Whether you end up pronouncing it differently or not, the road formerly known as Manchaca has a new name: Menchaca. The Austin City Council overwhelmingly approved an ordinance to change the name of the South Austin road to honor the Tejano revolutionary and San Antonio luminary, José Antonio Menchaca.
So who was he?
Menchaca was born in San Antonio in January 1800 under Spanish rule, and fought in the Mexican Revolution before later joining what became the Texian Army, according to the Texas State Historical Association.
Early on in his tenure, Menchaca was conscripted by James Bowie as a courier, but was caught and captured by the Mexican Army while delivering a letter in 1835. He was released, and days later attended a ball at the Alamo that was held to celebrate the arrival of David Crockett, according to Timothy Matovina and Jesús De La Teja's translation of interviews and memoirs of Menchaca, Recollections of Tejano Life: Antonio Menchaca in Texas History.
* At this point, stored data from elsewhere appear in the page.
// Copyright 2025 Lablup Inc. and Jeongkyu Shin
//
// Licensed under the Apache License, Version 2.0 (the "License");
// you may not use this file except in compliance with the License.
// You may obtain a copy of the License at
//
//     http://www.apache.org/licenses/LICENSE-2.0
//
// Unless required by applicable law or agreed to in writing, software
// distributed under the License is distributed on an "AS IS" BASIS,
// WITHOUT WARRANTIES OR CONDITIONS OF ANY KIND, either express or implied.
// See the License for the specific language governing permissions and
// limitations under the License.

//! Aggregate results of one dispatch and persist them.

use anyhow::{Context, Result};
use chrono::{DateTime, Local};
use serde::Serialize;
use std::path::Path;

use crate::executor::NodeOutcome;

/// All results of one dispatch, in the order they completed.
#[derive(Debug, Clone, Serialize)]
pub struct AggregateReport<R> {
    pub generated_at: DateTime<Local>,
    succeeded: usize,
    failed: usize,
    results: Vec<R>,
}

impl<R: NodeOutcome> AggregateReport<R> {
    pub fn new() -> Self {
        Self {
            generated_at: Local::now(),
            succeeded: 0,
            failed: 0,
            results: Vec::new(),
        }
    }

    pub fn push(&mut self, result: R) {
        if result.is_success() {
            self.succeeded += 1;
        } else {
            self.failed += 1;
        }
        self.results.push(result);
    }

    pub fn succeeded(&self) -> usize {
        self.succeeded
    }

    pub fn failed(&self) -> usize {
        self.failed
    }

    pub fn len(&self) -> usize {
        self.results.len()
    }

    pub fn is_empty(&self) -> bool {
        self.results.is_empty()
    }

    pub fn results(&self) -> &[R] {
        &self.results
    }

    /// Append the results of another dispatch, keeping their order.
    pub fn merge(&mut self, other: Self) {
        for result in other.results {
            self.push(result);
        }
    }

    /// `"<n> succeeded, <m> failed"`.
    pub fn summary_line(&self) -> String {
        format!("{} succeeded, {} failed", self.succeeded, self.failed)
    }
}

impl<R: NodeOutcome> Default for AggregateReport<R> {
    fn default() -> Self {
        Self::new()
    }
}

impl<R: NodeOutcome> FromIterator<R> for AggregateReport<R> {
    fn from_iter<I: IntoIterator<Item = R>>(iter: I) -> Self {
        let mut report = Self::new();
        for result in iter {
            report.push(result);
        }
        report
    }
}

impl<R: NodeOutcome + Serialize> AggregateReport<R> {
    /// Write the report as pretty JSON, creating parent directories.
    pub async fn write_json(&self, path: &Path) -> Result<()> {
        write_json(self, path).await
    }
}

/// Serialize any report value as pretty JSON at `path`.
pub async fn write_json<T: Serialize>(value: &T, path: &Path) -> Result<()> {
    if let Some(parent) = path.parent().filter(|p| !p.as_os_str().is_empty()) {
        tokio::fs::create_dir_all(parent)
            .await
            .with_context(|| format!("Failed to create report directory: {parent:?}"))?;
    }

    let json = serde_json::to_string_pretty(value).context("Failed to serialize report")?;
    tokio::fs::write(path, json)
        .await
        .with_context(|| format!("Failed to write report: {path:?}"))?;

    tracing::info!("Wrote report to {:?}", path);
    Ok(())
}

#[cfg(test)]
mod tests {
    use super::*;
    use crate::executor::ExecutionResult;
    use crate::node::Node;
    use crate::ssh::client::CommandResult;
    use tempfile::TempDir;

    fn node(host: &str) -> Node {
        Node::new(host.to_string(), 22, "ops".to_string())
    }

    fn sample() -> AggregateReport<ExecutionResult> {
        let ok = ExecutionResult::completed(
            node("10.0.0.1"),
            CommandResult {
                exit_status: 1,
                stdout: String::new(),
                stderr: "oops".to_string(),
            },
            1,
        );
        let failed = ExecutionResult::failed(node("10.0.0.2"), 2, "Connection refused".to_string());
        vec![ok, failed].into_iter().collect()
    }

    #[test]
    fn test_counts_and_summary() {
        let report = sample();
        assert_eq!(report.len(), 2);
        assert_eq!(report.succeeded(), 1);
        assert_eq!(report.failed(), 1);
        assert_eq!(report.summary_line(), "1 succeeded, 1 failed");
    }

    #[test]
    fn test_merge_keeps_order_and_counts() {
        let mut report = sample();
        let more: AggregateReport<ExecutionResult> =
            vec![ExecutionResult::failed(node("10.0.0.3"), 1, "refused".to_string())]
                .into_iter()
                .collect();
        report.merge(more);
        assert_eq!(report.len(), 3);
        assert_eq!(report.failed(), 2);
        assert_eq!(report.results()[2].node.host, "10.0.0.3");
    }

    #[test]
    fn test_empty_report() {
        let report: AggregateReport<ExecutionResult> = AggregateReport::new();
        assert!(report.is_empty());
        assert_eq!(report.summary_line(), "0 succeeded, 0 failed");
    }

    #[tokio::test]
    async fn test_write_json() {
        let dir = TempDir::new().unwrap();
        let path = dir.path().join("nested").join("aggregate_results.json");
        sample().write_json(&path).await.unwrap();

        let json: serde_json::Value =
            serde_json::from_str(&std::fs::read_to_string(&path).unwrap()).unwrap();
        assert_eq!(json["succeeded"], 1);
        assert_eq!(json["failed"], 1);
        assert_eq!(json["results"].as_array().unwrap().len(), 2);
        assert_eq!(json["results"][1]["error"], "Connection refused");
        assert!(json["generated_at"].is_string());
    }
}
Menchaca then headed for Gonzalez, where Gen. Sam Houston's troops rallied shortly after Texas' declaration of independence. It was there, Menchaca recalls in Recollections, he was told he and his fellow Tejano soldiers weren't expected to fight, when a commanding officer told him to watch the stables. Menchaca and his captain, Juan Seguin, asked to speak to Houston personally:
I then told him that he could not deprive me of my commission; that when I joined the Americans I had done so with a view of aiding them in their fight and that I wanted to do so even if I died facing the enemy. That I did not enlist to guard horses and would do no such duty; that if that was the alternative I would go and attend to my family, which was on its way to Nacogdoches without escort or servants. Houston answered that I spoke like a man. I answered that I considered myself one; that I could handle any and all kinds of arms from a gun to an arrow, and that having a willing heart I did not see why I should not be allowed to fight. Houston then told me that he would gladly let me and my company go to fight.
Menchaca was Seguin's second lieutenant in the decisive Battle of San Jacinto.
Bob Perkins, the retired judge who championed renaming the road for years, argues his name was first misspelled to the now-familiar "Manchaca," during the roll call after San Jacinto. His name was also misspelled in a proclamation from Republic of Texas President Mirabeau B. Lamar in 1838.
Menchaca went on to serve as an alderman and mayor pro-tem in San Antonio before joining back up with the Texas Army. Menchaca served until 1842, patrolling the area between San Antonio and what's now Austin, protecting settlers against Comanche raids. The prevailing history contends the misspelling of Menchaca's name was first rooted in geography during those patrols, as he and his troops would set up camp at a spring that became synonymous with his name.
Opponents argue, however, argue the name comes from a Choctaw word for "rear entrance" and that the road served as an entrance to the spring. They also cite the existence of a "Manchac" on maps of Louisiana stretching back centuries.
While Menchaca, who died in San Antonio in 1879, may have won out, it's important to point out that all this evidence is circumstantial.
In an interview with KUT in 2016, De La Teja pointed out that Dallas has a similarly murky history. While it was incorporated at around the time of then-Vice President George Mifflin Dallas' tenure, there's no document – as with Manchaca – that explicitly states it was named for him.
"We make an assumption based on the logic of the situation."